(Stored data entries)
# # #
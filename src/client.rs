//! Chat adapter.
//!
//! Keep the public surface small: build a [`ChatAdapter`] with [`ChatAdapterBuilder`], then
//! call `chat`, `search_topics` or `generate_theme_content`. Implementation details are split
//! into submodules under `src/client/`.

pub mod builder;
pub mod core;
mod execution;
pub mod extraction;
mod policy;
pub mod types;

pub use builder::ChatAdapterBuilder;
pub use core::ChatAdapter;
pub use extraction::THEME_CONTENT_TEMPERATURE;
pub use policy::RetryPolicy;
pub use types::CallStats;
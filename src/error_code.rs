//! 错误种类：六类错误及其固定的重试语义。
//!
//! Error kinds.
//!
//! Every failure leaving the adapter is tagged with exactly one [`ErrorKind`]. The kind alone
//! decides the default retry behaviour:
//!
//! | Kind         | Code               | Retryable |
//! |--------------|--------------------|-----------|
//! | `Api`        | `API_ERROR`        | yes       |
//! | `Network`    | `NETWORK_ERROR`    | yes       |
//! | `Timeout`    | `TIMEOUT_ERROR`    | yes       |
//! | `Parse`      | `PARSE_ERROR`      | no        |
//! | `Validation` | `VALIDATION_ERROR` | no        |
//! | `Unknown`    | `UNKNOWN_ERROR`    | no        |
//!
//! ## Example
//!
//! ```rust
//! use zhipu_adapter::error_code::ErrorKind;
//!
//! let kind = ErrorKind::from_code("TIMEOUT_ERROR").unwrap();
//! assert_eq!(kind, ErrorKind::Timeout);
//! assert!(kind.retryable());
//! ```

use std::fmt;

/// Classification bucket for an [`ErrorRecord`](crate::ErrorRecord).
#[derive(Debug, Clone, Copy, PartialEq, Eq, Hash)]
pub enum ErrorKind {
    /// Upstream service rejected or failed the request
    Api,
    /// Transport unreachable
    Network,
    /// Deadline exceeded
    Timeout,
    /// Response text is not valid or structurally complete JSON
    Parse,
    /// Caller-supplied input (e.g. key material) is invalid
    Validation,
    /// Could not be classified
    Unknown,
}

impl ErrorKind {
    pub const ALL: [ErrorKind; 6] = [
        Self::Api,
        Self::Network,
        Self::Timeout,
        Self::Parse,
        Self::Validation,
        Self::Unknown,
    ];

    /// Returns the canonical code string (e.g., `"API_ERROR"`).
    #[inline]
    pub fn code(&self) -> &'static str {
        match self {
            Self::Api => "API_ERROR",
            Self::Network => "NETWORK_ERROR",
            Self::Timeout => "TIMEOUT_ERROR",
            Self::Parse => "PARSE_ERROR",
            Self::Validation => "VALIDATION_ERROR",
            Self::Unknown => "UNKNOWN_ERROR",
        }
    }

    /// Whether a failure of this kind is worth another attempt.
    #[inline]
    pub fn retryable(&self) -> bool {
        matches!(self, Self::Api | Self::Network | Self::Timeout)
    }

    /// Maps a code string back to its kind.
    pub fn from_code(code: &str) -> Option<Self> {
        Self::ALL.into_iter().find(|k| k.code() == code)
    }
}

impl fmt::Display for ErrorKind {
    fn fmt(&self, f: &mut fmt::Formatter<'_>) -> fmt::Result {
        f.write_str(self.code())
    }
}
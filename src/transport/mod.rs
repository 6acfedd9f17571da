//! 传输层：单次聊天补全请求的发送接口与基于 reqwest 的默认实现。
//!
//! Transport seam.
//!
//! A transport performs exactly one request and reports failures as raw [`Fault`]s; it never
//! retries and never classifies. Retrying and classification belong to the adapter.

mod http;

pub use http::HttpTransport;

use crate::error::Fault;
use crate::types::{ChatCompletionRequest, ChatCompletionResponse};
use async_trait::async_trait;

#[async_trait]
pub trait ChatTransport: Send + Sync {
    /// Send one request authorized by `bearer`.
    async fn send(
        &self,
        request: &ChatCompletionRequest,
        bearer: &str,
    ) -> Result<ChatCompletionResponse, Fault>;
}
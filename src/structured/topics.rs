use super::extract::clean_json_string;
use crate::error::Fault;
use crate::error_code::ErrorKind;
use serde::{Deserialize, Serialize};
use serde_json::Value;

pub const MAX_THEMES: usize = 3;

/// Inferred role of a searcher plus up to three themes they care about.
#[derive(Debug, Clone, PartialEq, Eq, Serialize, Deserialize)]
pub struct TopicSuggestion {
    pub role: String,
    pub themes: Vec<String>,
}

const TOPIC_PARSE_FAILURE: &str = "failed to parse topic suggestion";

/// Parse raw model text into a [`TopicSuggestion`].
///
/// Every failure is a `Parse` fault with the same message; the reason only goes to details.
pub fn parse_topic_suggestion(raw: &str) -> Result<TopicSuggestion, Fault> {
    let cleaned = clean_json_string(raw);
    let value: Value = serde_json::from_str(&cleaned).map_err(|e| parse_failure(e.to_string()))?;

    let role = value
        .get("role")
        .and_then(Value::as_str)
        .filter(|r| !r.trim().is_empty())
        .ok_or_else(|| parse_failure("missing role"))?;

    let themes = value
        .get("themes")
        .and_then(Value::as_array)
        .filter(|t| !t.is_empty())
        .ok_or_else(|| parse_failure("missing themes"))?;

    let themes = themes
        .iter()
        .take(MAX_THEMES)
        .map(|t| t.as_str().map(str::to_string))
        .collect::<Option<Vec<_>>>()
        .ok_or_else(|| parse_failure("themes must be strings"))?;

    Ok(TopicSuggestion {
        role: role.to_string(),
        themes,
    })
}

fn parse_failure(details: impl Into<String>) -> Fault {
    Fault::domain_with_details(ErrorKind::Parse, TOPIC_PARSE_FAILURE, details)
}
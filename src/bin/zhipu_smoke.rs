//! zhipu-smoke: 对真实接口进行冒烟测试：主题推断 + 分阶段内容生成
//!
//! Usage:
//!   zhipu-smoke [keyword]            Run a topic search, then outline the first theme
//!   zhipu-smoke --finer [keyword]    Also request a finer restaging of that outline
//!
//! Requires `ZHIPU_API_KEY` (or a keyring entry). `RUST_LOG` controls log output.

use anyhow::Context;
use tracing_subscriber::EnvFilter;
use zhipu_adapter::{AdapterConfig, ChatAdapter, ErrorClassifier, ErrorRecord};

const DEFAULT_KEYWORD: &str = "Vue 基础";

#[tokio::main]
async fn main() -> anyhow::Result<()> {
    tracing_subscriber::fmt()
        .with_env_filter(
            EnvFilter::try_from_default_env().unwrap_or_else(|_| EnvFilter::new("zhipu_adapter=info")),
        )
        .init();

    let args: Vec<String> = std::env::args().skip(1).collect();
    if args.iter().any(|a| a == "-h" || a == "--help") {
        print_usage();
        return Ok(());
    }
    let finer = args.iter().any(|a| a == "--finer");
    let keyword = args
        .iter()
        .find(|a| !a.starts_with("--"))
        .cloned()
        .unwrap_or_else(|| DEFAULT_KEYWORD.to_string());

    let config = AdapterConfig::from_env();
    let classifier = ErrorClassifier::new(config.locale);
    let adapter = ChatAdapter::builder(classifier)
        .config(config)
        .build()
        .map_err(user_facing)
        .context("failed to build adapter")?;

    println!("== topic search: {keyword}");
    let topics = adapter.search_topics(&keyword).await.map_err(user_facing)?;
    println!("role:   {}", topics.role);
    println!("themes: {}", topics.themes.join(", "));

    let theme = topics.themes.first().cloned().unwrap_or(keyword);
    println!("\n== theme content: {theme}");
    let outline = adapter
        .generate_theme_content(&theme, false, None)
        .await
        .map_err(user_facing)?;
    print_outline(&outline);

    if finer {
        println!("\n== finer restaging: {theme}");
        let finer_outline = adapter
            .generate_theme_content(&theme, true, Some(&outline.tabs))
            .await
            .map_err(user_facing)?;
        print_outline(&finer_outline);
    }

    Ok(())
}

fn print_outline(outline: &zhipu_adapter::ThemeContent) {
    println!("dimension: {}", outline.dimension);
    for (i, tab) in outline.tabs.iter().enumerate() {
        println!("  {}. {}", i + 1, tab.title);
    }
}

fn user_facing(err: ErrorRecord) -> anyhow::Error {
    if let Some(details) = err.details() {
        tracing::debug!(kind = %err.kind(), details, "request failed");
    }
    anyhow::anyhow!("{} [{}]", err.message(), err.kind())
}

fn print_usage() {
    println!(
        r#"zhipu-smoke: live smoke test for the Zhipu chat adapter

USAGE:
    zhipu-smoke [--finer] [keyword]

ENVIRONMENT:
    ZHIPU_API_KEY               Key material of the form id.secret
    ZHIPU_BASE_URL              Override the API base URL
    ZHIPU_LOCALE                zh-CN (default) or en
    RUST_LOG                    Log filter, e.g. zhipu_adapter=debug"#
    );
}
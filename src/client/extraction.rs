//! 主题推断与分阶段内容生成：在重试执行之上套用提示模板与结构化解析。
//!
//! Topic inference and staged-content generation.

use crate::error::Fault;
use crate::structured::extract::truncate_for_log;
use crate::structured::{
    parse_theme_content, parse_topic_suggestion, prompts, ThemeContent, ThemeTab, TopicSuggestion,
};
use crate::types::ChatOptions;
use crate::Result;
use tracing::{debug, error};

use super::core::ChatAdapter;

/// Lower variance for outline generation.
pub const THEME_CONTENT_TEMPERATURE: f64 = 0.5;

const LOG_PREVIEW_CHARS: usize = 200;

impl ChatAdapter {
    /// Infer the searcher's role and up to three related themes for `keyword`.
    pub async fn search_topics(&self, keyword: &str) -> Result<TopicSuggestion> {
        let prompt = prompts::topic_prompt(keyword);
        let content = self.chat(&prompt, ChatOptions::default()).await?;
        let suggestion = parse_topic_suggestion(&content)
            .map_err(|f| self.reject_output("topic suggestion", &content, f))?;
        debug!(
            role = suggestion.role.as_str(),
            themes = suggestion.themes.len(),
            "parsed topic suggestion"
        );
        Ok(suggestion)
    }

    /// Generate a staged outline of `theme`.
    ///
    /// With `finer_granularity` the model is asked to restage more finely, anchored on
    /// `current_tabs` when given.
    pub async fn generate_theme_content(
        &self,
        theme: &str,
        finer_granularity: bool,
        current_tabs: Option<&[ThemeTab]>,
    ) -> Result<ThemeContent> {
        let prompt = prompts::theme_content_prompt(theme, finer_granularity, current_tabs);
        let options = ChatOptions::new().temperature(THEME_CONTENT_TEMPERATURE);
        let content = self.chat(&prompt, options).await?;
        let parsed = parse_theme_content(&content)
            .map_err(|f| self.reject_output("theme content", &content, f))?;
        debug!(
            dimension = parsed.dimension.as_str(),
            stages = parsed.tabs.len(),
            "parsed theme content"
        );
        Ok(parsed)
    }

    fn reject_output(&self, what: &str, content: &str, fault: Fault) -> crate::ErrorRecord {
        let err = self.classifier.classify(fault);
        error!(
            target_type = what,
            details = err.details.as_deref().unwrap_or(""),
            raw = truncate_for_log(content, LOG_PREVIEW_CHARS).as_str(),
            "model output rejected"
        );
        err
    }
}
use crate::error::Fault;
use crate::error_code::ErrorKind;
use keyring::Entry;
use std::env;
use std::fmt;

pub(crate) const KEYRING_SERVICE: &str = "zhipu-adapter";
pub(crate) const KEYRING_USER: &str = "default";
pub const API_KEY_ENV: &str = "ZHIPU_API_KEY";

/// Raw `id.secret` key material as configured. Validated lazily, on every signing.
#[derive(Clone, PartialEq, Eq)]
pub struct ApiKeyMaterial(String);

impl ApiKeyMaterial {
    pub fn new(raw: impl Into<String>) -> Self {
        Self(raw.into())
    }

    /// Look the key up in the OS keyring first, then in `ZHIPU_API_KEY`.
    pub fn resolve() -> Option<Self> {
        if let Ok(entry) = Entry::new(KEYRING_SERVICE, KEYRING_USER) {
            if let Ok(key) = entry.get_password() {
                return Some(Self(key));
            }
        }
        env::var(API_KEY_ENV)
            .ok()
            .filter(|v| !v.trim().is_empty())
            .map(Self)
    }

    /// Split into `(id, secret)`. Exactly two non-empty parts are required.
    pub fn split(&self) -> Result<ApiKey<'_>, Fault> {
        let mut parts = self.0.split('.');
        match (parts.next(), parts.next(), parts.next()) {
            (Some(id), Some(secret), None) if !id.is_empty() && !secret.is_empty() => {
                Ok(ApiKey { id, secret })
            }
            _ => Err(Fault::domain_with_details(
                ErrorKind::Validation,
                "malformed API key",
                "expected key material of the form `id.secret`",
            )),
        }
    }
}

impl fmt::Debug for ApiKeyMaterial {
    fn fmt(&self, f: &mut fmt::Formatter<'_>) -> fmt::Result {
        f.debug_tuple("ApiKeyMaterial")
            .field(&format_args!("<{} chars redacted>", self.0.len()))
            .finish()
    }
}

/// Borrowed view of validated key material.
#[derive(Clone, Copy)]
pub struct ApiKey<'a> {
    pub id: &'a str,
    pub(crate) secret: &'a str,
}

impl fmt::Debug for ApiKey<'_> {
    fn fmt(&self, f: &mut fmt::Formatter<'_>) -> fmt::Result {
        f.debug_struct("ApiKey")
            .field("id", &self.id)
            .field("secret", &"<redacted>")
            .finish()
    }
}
# # #
### Task to carry out:
In the records above, find each line that holds the word "ChatCompletionResponse"; copy all such lines.

### Answer area:
use crate::types::{ChatCompletionRequest, ChatCompletionResponse};
    ) -> Result<ChatCompletionResponse, Fault>;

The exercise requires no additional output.